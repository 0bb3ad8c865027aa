//! Frame encoding and decoding for the Twinbus wire protocol.
//!
//! Frame format (multi-byte fields little-endian):
//! - STX1 (1 byte): 0xA5
//! - STX2 (1 byte): 0x5A
//! - LENGTH (2 bytes): byte count of ID + PAYLOAD, 1..=MAX_PAYLOAD + 1
//! - ID (1 byte): packet identifier
//! - PAYLOAD (LENGTH - 1 bytes): id-specific data
//! - CRC (2 bytes): [`crc16`] over ID and PAYLOAD

use heapless::Vec;

use crate::crc::{self, crc16, CRC_INIT};

/// First frame synchronization byte
pub const FRAME_STX1: u8 = 0xA5;

/// Second frame synchronization byte
pub const FRAME_STX2: u8 = 0x5A;

/// Payload cap used when no other size is chosen
pub const DEFAULT_MAX_PAYLOAD: usize = 64;

/// Bytes in a header (STX1 + STX2 + LENGTH + ID)
pub const HEADER_SIZE: usize = 5;

/// Bytes in the trailing checksum
pub const CRC_SIZE: usize = 2;

/// Wire bytes added around a payload
pub const FRAME_OVERHEAD: usize = HEADER_SIZE + CRC_SIZE;

/// Largest encoded frame for a given payload cap
pub const fn max_frame_size(max_payload: usize) -> usize {
    max_payload + FRAME_OVERHEAD
}

/// Errors that can occur while building or encoding a frame
#[derive(Debug, Clone, Copy, PartialEq, Eq)]
#[cfg_attr(feature = "defmt", derive(defmt::Format))]
pub enum FrameError {
    /// Payload exceeds maximum allowed size
    PayloadTooLarge,
    /// Buffer too small for encoding
    BufferTooSmall,
}

/// A complete, checksum-valid frame
#[derive(Debug, Clone, PartialEq, Eq)]
#[cfg_attr(feature = "defmt", derive(defmt::Format))]
pub struct Frame<const MAX_PAYLOAD: usize = DEFAULT_MAX_PAYLOAD> {
    /// Packet identifier
    pub id: u8,
    /// Payload data
    pub payload: Vec<u8, MAX_PAYLOAD>,
}

impl<const MAX_PAYLOAD: usize> Frame<MAX_PAYLOAD> {
    /// Create a new frame with the given id and payload
    pub fn new(id: u8, payload: &[u8]) -> Result<Self, FrameError> {
        let payload = Vec::from_slice(payload).map_err(|_| FrameError::PayloadTooLarge)?;
        Ok(Self { id, payload })
    }

    /// Create a frame with no payload
    pub fn empty(id: u8) -> Self {
        Self {
            id,
            payload: Vec::new(),
        }
    }

    /// Payload length in bytes (the wire LENGTH field minus the id byte)
    pub fn length(&self) -> u16 {
        self.payload.len() as u16
    }

    /// Wire bytes of this frame
    pub fn wire_bytes(&self) -> WireBytes<'_> {
        WireBytes::new(self.id, &self.payload)
    }

    /// Encode this frame into a byte buffer
    ///
    /// Returns the number of bytes written
    pub fn encode(&self, buffer: &mut [u8]) -> Result<usize, FrameError> {
        let bytes = self.wire_bytes();
        let frame_len = bytes.len();
        if buffer.len() < frame_len {
            return Err(FrameError::BufferTooSmall);
        }
        for (slot, byte) in buffer.iter_mut().zip(bytes) {
            *slot = byte;
        }
        Ok(frame_len)
    }
}

/// Iterator over the wire encoding of one frame
///
/// Produces the header, the payload and the checksum without
/// materialising the frame in a buffer.
#[derive(Debug, Clone)]
pub struct WireBytes<'a> {
    header: [u8; HEADER_SIZE],
    payload: &'a [u8],
    crc: [u8; CRC_SIZE],
    pos: usize,
}

impl<'a> WireBytes<'a> {
    /// Lay out `id` and `payload` as a frame
    ///
    /// The payload size is not checked here; senders validate it against
    /// their cap before encoding. Payloads longer than `u16::MAX - 1` are
    /// not representable and must never reach this point.
    pub fn new(id: u8, payload: &'a [u8]) -> Self {
        let [len_lo, len_hi] = ((payload.len() + 1) as u16).to_le_bytes();
        Self {
            header: [FRAME_STX1, FRAME_STX2, len_lo, len_hi, id],
            payload,
            crc: crc16(id, payload).to_le_bytes(),
            pos: 0,
        }
    }

    /// Markers, length and id
    pub fn header(&self) -> &[u8; HEADER_SIZE] {
        &self.header
    }

    /// Payload bytes
    pub fn payload(&self) -> &'a [u8] {
        self.payload
    }

    /// Checksum bytes, low byte first
    pub fn crc(&self) -> &[u8; CRC_SIZE] {
        &self.crc
    }
}

impl Iterator for WireBytes<'_> {
    type Item = u8;

    fn next(&mut self) -> Option<u8> {
        let pos = self.pos;
        let payload_end = HEADER_SIZE + self.payload.len();
        let byte = if pos < HEADER_SIZE {
            self.header[pos]
        } else if pos < payload_end {
            self.payload[pos - HEADER_SIZE]
        } else if pos < payload_end + CRC_SIZE {
            self.crc[pos - payload_end]
        } else {
            return None;
        };
        self.pos += 1;
        Some(byte)
    }

    fn size_hint(&self) -> (usize, Option<usize>) {
        let total = FRAME_OVERHEAD + self.payload.len();
        let remaining = total.saturating_sub(self.pos);
        (remaining, Some(remaining))
    }
}

impl ExactSizeIterator for WireBytes<'_> {}

/// Position of the parser in the frame grammar
#[derive(Debug, Clone, Copy, PartialEq, Eq)]
#[cfg_attr(feature = "defmt", derive(defmt::Format))]
pub enum ParserState {
    /// Hunting for STX1
    SeekStart1,
    /// Got STX1, expecting STX2
    SeekStart2,
    /// Expecting length low byte
    LengthLow,
    /// Expecting length high byte
    LengthHigh,
    /// Expecting the id byte
    Id,
    /// Reading payload bytes
    Payload,
    /// Expecting checksum low byte
    CrcLow,
    /// Expecting checksum high byte
    CrcHigh,
}

/// Sync-loss counters kept by a [`FrameParser`]
#[derive(Debug, Clone, Copy, Default, PartialEq, Eq)]
#[cfg_attr(feature = "defmt", derive(defmt::Format))]
pub struct ParserStats {
    /// Frames that passed the checksum
    pub frames: u32,
    /// STX1 seen but not followed by STX2
    pub marker_misses: u32,
    /// Declared length was zero or above the payload cap
    pub length_rejects: u32,
    /// Complete frames dropped on checksum mismatch
    pub crc_failures: u32,
}

/// Byte-at-a-time frame parser
///
/// Every byte advances the state machine deterministically. Any bad
/// marker, length or checksum drops the partial frame and returns to
/// [`ParserState::SeekStart1`], so the parser can never wedge. There is
/// no timeout: a frame cut short on the wire is only abandoned once its
/// missing bytes have been supplied by whatever follows.
#[derive(Debug, Clone)]
pub struct FrameParser<const MAX_PAYLOAD: usize = DEFAULT_MAX_PAYLOAD> {
    state: ParserState,
    buffer: Vec<u8, MAX_PAYLOAD>,
    expected_length: u16,
    id: u8,
    crc: u16,
    crc_read: u16,
    frame: Frame<MAX_PAYLOAD>,
    has_frame: bool,
    stats: ParserStats,
}
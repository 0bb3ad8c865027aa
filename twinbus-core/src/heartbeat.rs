//! Heartbeat timing
//!
//! The control loop passes a free-running millisecond clock; the timer
//! fires once per configured interval. Clock wraparound is handled with
//! wrapping arithmetic.

use crate::config::HeartbeatConfig;

/// Periodic heartbeat trigger
#[derive(Debug, Clone)]
#[cfg_attr(feature = "defmt", derive(defmt::Format))]
pub struct HeartbeatTimer {
    config: HeartbeatConfig,
    last_ms: u32,
}

impl HeartbeatTimer {
    /// Create a timer; the first beat is due one interval after time zero
    pub fn new(config: HeartbeatConfig) -> Self {
        Self { config, last_ms: 0 }
    }

    /// Returns true if a heartbeat is due at `now_ms`, and restarts the period
    pub fn poll(&mut self, now_ms: u32) -> bool {
        if !self.config.enabled {
            return false;
        }
        if now_ms.wrapping_sub(self.last_ms) >= self.config.interval_ms {
            self.last_ms = now_ms;
            return true;
        }
        false
    }

    /// Payload byte to send
    pub fn beat(&self) -> u8 {
        self.config.beat
    }
}
//! Twinbus bus transport abstractions
//!
//! This crate defines the two transport traits the framed link runs on.
//! Chip-specific code implements them; the protocol engine only ever
//! calls through these traits, so the same engine runs on any board.
//!
//! # Architecture
//!
//! ```text
//! ┌─────────────────────────────────────────┐
//! │  Application / control loop             │
//! └─────────────────────────────────────────┘
//!                     │
//!                     ▼
//! ┌─────────────────────────────────────────┐
//! │  twinbus-core (router, scheduler)       │
//! └─────────────────────────────────────────┘
//!                     │
//!         ┌───────────┴───────────┐
//!         ▼                       ▼
//! ┌───────────────┐       ┌───────────────┐
//! │   PushBus     │       │   PullBus     │
//! │ (UART-like)   │       │ (SPI slave)   │
//! └───────────────┘       └───────────────┘
//! ```
//!
//! # Traits
//!
//! - [`push::PushBus`] - Byte stream the local side may write at will
//! - [`pull::PullBus`] - Externally clocked transactions (local side is slave)

#![no_std]
#![deny(unsafe_code)]

pub mod pull;
pub mod push;

// Re-export key traits at crate root for convenience
pub use pull::PullBus;
pub use push::PushBus;
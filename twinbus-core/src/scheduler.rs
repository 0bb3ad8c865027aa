//! Pull-bus scheduler
//!
//! The pull bus only moves data when the remote master clocks it, so the
//! device must always have a transaction staged. Each pass the scheduler:
//!
//! 1. Collects every completed transaction and streams its received bytes
//!    through the inbound [`FrameParser`]. One transfer may hold several
//!    frames back to back, or only part of one.
//! 2. If nothing is in flight, moves queued bytes from the transmit
//!    [`RingBuffer`] into the transaction buffer, pads to the alignment
//!    unit with [`IDLE_FILL`] and arms exactly one transaction.
//!
//! At most one transaction is ever outstanding.

use twinbus_hal::PullBus;
use twinbus_protocol::{Frame, FrameParser, ParserStats, RingBuffer};

/// Transfer sizes are a multiple of this many bytes
pub const TRANSACTION_ALIGN: usize = 4;

/// Byte clocked out when the transmit queue has nothing to send
pub const IDLE_FILL: u8 = 0xFF;

/// Default transaction buffer size
pub const DEFAULT_TRANSACTION_SIZE: usize = 256;

/// Round `len` up to the transaction alignment, minimum one unit
pub const fn aligned_len(len: usize) -> usize {
    if len == 0 {
        TRANSACTION_ALIGN
    } else {
        (len + TRANSACTION_ALIGN - 1) & !(TRANSACTION_ALIGN - 1)
    }
}

/// Scheduler counters
#[derive(Debug, Clone, Copy, Default, PartialEq, Eq)]
#[cfg_attr(feature = "defmt", derive(defmt::Format))]
pub struct SchedulerStats {
    /// Transactions queued on the bus
    pub transactions_armed: u32,
    /// Transactions collected after the master clocked them
    pub transactions_completed: u32,
    /// Bytes received from the master
    pub bytes_received: u32,
    /// Queued frame bytes handed to the bus (filler excluded)
    pub bytes_sent: u32,
}

/// Transmit and receive buffers for one transfer
#[derive(Debug, Clone)]
struct Transaction<const SIZE: usize> {
    tx: [u8; SIZE],
    rx: [u8; SIZE],
    /// `(queued bytes, transfer size)` of a `tx` the bus has not accepted yet
    staged: Option<(usize, usize)>,
}

impl<const SIZE: usize> Transaction<SIZE> {
    const fn new() -> Self {
        Self {
            tx: [IDLE_FILL; SIZE],
            rx: [0; SIZE],
            staged: None,
        }
    }

    /// Fill the transmit buffer from `queue`, returning the transfer size
    ///
    /// A buffer staged earlier and never accepted by the bus is returned
    /// as is; nothing more is popped until it has gone out.
    fn stage<const QUEUE: usize>(&mut self, queue: &RingBuffer<QUEUE>) -> (usize, usize) {
        if let Some(staged) = self.staged {
            return staged;
        }
        let mut count = 0;
        while count < SIZE {
            match queue.pop() {
                Some(byte) => {
                    self.tx[count] = byte;
                    count += 1;
                }
                None => break,
            }
        }
        let len = aligned_len(count);
        self.tx[count..len].fill(IDLE_FILL);
        self.staged = Some((count, len));
        (count, len)
    }
}

/// Single-flight transaction scheduler for a pull bus
///
/// Consumer side of the transmit queue; a [`twinbus_protocol::QueueEncoder`]
/// on the same ring is the producer.
#[derive(Debug)]
pub struct PullBusScheduler<
    'q,
    B,
    const MAX_PAYLOAD: usize,
    const QUEUE: usize,
    const TXN: usize = DEFAULT_TRANSACTION_SIZE,
> {
    bus: B,
    queue: &'q RingBuffer<QUEUE>,
    parser: FrameParser<MAX_PAYLOAD>,
    transaction: Transaction<TXN>,
    in_flight: bool,
    stats: SchedulerStats,
}

impl<'q, B, const MAX_PAYLOAD: usize, const QUEUE: usize, const TXN: usize>
    PullBusScheduler<'q, B, MAX_PAYLOAD, QUEUE, TXN>
where
    B: PullBus,
{
    const TRANSACTION_ALIGNED: () = assert!(
        TXN >= TRANSACTION_ALIGN && TXN % TRANSACTION_ALIGN == 0,
        "transaction size must be a non-zero multiple of TRANSACTION_ALIGN"
    );

    /// Create a scheduler draining `queue` onto `bus`
    #[allow(clippy::let_unit_value)]
    pub fn new(bus: B, queue: &'q RingBuffer<QUEUE>) -> Self {
        let () = Self::TRANSACTION_ALIGNED;
        Self {
            bus,
            queue,
            parser: FrameParser::new(),
            transaction: Transaction::new(),
            in_flight: false,
            stats: SchedulerStats::default(),
        }
    }

    /// Run one scheduling pass
    ///
    /// `on_frame` runs for each frame completed by the received bytes.
    /// Returns the number of frames completed. Never blocks; transport
    /// errors are passed through. If the bus refuses the next transaction,
    /// its bytes stay staged and are offered again on the following pass.
    pub fn service<F>(&mut self, mut on_frame: F) -> Result<usize, B::Error>
    where
        F: FnMut(&Frame<MAX_PAYLOAD>),
    {
        let mut frames = 0;

        while self.bus.transactions_completed() > 0 {
            let received = self.bus.take_received(&mut self.transaction.rx)?.min(TXN);
            self.stats.transactions_completed = self.stats.transactions_completed.wrapping_add(1);
            self.stats.bytes_received = self.stats.bytes_received.wrapping_add(received as u32);
            trace!("pull transaction complete: {} bytes", received);

            frames += self
                .parser
                .feed_bytes(&self.transaction.rx[..received], &mut on_frame);
        }

        self.in_flight = self.bus.transactions_in_flight() > 0;
        if !self.in_flight {
            self.arm()?;
        }

        Ok(frames)
    }

    fn arm(&mut self) -> Result<(), B::Error> {
        let (count, len) = self.transaction.stage(self.queue);
        self.bus.queue(&self.transaction.tx[..len])?;
        self.transaction.staged = None;
        self.bus.trigger()?;
        self.in_flight = true;
        self.stats.transactions_armed = self.stats.transactions_armed.wrapping_add(1);
        self.stats.bytes_sent = self.stats.bytes_sent.wrapping_add(count as u32);
        trace!("pull transaction armed: {} of {} bytes queued", count, len);
        Ok(())
    }

    /// Returns true if a transaction was armed and not yet seen complete
    pub fn in_flight(&self) -> bool {
        self.in_flight
    }

    /// Scheduler counters
    pub fn stats(&self) -> SchedulerStats {
        self.stats
    }

    /// Inbound parser sync-loss counters
    pub fn parser_stats(&self) -> ParserStats {
        self.parser.stats()
    }

    /// The transmit queue this scheduler drains
    pub fn queue(&self) -> &'q RingBuffer<QUEUE> {
        self.queue
    }

    /// Borrow the transport
    pub fn bus(&self) -> &B {
        &self.bus
    }

    /// Mutably borrow the transport
    pub fn bus_mut(&mut self) -> &mut B {
        &mut self.bus
    }
}
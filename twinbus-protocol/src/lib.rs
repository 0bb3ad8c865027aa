//! Twinbus wire protocol
//!
//! This crate defines the framing shared by both buses of the link: a
//! push bus the device writes at will (UART) and a pull bus the remote
//! master clocks (SPI, device is slave). Both carry identical frames so
//! the rest of the firmware never cares where a packet came from.
//!
//! # Protocol Overview
//!
//! ```text
//! ┌──────┬──────┬────────┬──────┬──────────────┬────────┐
//! │ 0xA5 │ 0x5A │ LENGTH │ ID   │ PAYLOAD      │ CRC16  │
//! │ 1B   │ 1B   │ 2B LE  │ 1B   │ LENGTH-1 B   │ 2B LE  │
//! └──────┴──────┴────────┴──────┴──────────────┴────────┘
//! ```
//!
//! LENGTH counts ID + PAYLOAD. The CRC covers ID + PAYLOAD. The receiver
//! resynchronises on the two marker bytes after any noise, bad length or
//! checksum failure. There is no retransmission.

#![cfg_attr(not(test), no_std)]
#![deny(unsafe_code)]

pub mod change;
pub mod crc;
pub mod encoder;
pub mod frame;
pub mod messages;
pub mod ring;

pub use change::Change;
pub use crc::crc16;
pub use encoder::{
    queue_capacity_for, validate_payload, write_frame, LinkError, QueueEncoder, QueueStats,
    SendError,
};
pub use frame::{
    max_frame_size, Frame, FrameError, FrameParser, ParserState, ParserStats, WireBytes,
    DEFAULT_MAX_PAYLOAD, FRAME_OVERHEAD, FRAME_STX1, FRAME_STX2,
};
pub use messages::{DecodeError, PacketId, Payload};
pub use ring::RingBuffer;
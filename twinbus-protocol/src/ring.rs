//! Single-producer/single-consumer byte queue
//!
//! Staging area for the pull bus: frames are queued here by the encoder
//! and drained into the next bus transaction by the scheduler. Producer
//! and consumer may live in different execution contexts (main loop and
//! interrupt handler), so the queue shares nothing but its two indices.
//!
//! Both indices run freely and wrap at `usize::MAX`; the slot is the
//! index masked by `N - 1`. `head - tail` is therefore the fill level and
//! all `N` slots are usable.

use portable_atomic::{AtomicU8, AtomicUsize, Ordering};

/// Fixed-capacity lock-free byte ring
///
/// `N` must be a power of two; any other value fails to compile when
/// [`RingBuffer::new`] is instantiated.
///
/// Only one context may call [`RingBuffer::push`] and only one context
/// may call [`RingBuffer::pop`].
#[derive(Debug)]
pub struct RingBuffer<const N: usize> {
    slots: [AtomicU8; N],
    /// Total bytes ever pushed (producer-owned)
    head: AtomicUsize,
    /// Total bytes ever popped (consumer-owned)
    tail: AtomicUsize,
}

impl<const N: usize> Default for RingBuffer<N> {
    fn default() -> Self {
        Self::new()
    }
}

impl<const N: usize> RingBuffer<N> {
    const CAPACITY_IS_POWER_OF_TWO: () =
        assert!(N.is_power_of_two(), "RingBuffer capacity must be a power of two");

    #[allow(clippy::declare_interior_mutable_const)]
    const EMPTY_SLOT: AtomicU8 = AtomicU8::new(0);

    const MASK: usize = N - 1;

    /// Create an empty queue
    ///
    /// `const` so the queue can live in a `static` shared between the
    /// producer and consumer contexts.
    #[allow(clippy::let_unit_value)]
    pub const fn new() -> Self {
        let () = Self::CAPACITY_IS_POWER_OF_TWO;
        Self {
            slots: [Self::EMPTY_SLOT; N],
            head: AtomicUsize::new(0),
            tail: AtomicUsize::new(0),
        }
    }

    /// Number of bytes the queue can hold
    pub const fn capacity(&self) -> usize {
        N
    }

    /// Append a byte
    ///
    /// Returns false and drops the byte when the queue is full.
    pub fn push(&self, byte: u8) -> bool {
        let head = self.head.load(Ordering::Relaxed);
        let tail = self.tail.load(Ordering::Acquire);
        if head.wrapping_sub(tail) >= N {
            return false;
        }
        self.slots[head & Self::MASK].store(byte, Ordering::Relaxed);
        self.head.store(head.wrapping_add(1), Ordering::Release);
        true
    }

    /// Remove the oldest byte
    pub fn pop(&self) -> Option<u8> {
        let tail = self.tail.load(Ordering::Relaxed);
        let head = self.head.load(Ordering::Acquire);
        if head == tail {
            return None;
        }
        let byte = self.slots[tail & Self::MASK].load(Ordering::Relaxed);
        self.tail.store(tail.wrapping_add(1), Ordering::Release);
        Some(byte)
    }

    /// Returns true if no bytes are queued
    pub fn is_empty(&self) -> bool {
        self.len() == 0
    }

    /// Number of bytes currently queued
    ///
    /// A snapshot; the other context may change it right after.
    pub fn len(&self) -> usize {
        let head = self.head.load(Ordering::Acquire);
        let tail = self.tail.load(Ordering::Acquire);
        head.wrapping_sub(tail)
    }
}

**Requirement:** Copy only the entries from the first line to the line with "pub const FRAME_STX2: u8 = 0x5A;", each exactly as it appears.

**Finished task:**
repository 0bb3ad8c865027aa
//! Frame encoding and decoding for the Twinbus wire protocol.
//!
//! Frame format (multi-byte fields little-endian):
//! - STX1 (1 byte): 0xA5
//! - STX2 (1 byte): 0x5A
//! - LENGTH (2 bytes): byte count of ID + PAYLOAD, 1..=MAX_PAYLOAD + 1
//! - ID (1 byte): packet identifier
//! - PAYLOAD (LENGTH - 1 bytes): id-specific data
//! - CRC (2 bytes): [`crc16`] over ID and PAYLOAD

use heapless::Vec;

use crate::crc::{self, crc16, CRC_INIT};

/// First frame synchronization byte
pub const FRAME_STX1: u8 = 0xA5;

/// Second frame synchronization byte
pub const FRAME_STX2: u8 = 0x5A;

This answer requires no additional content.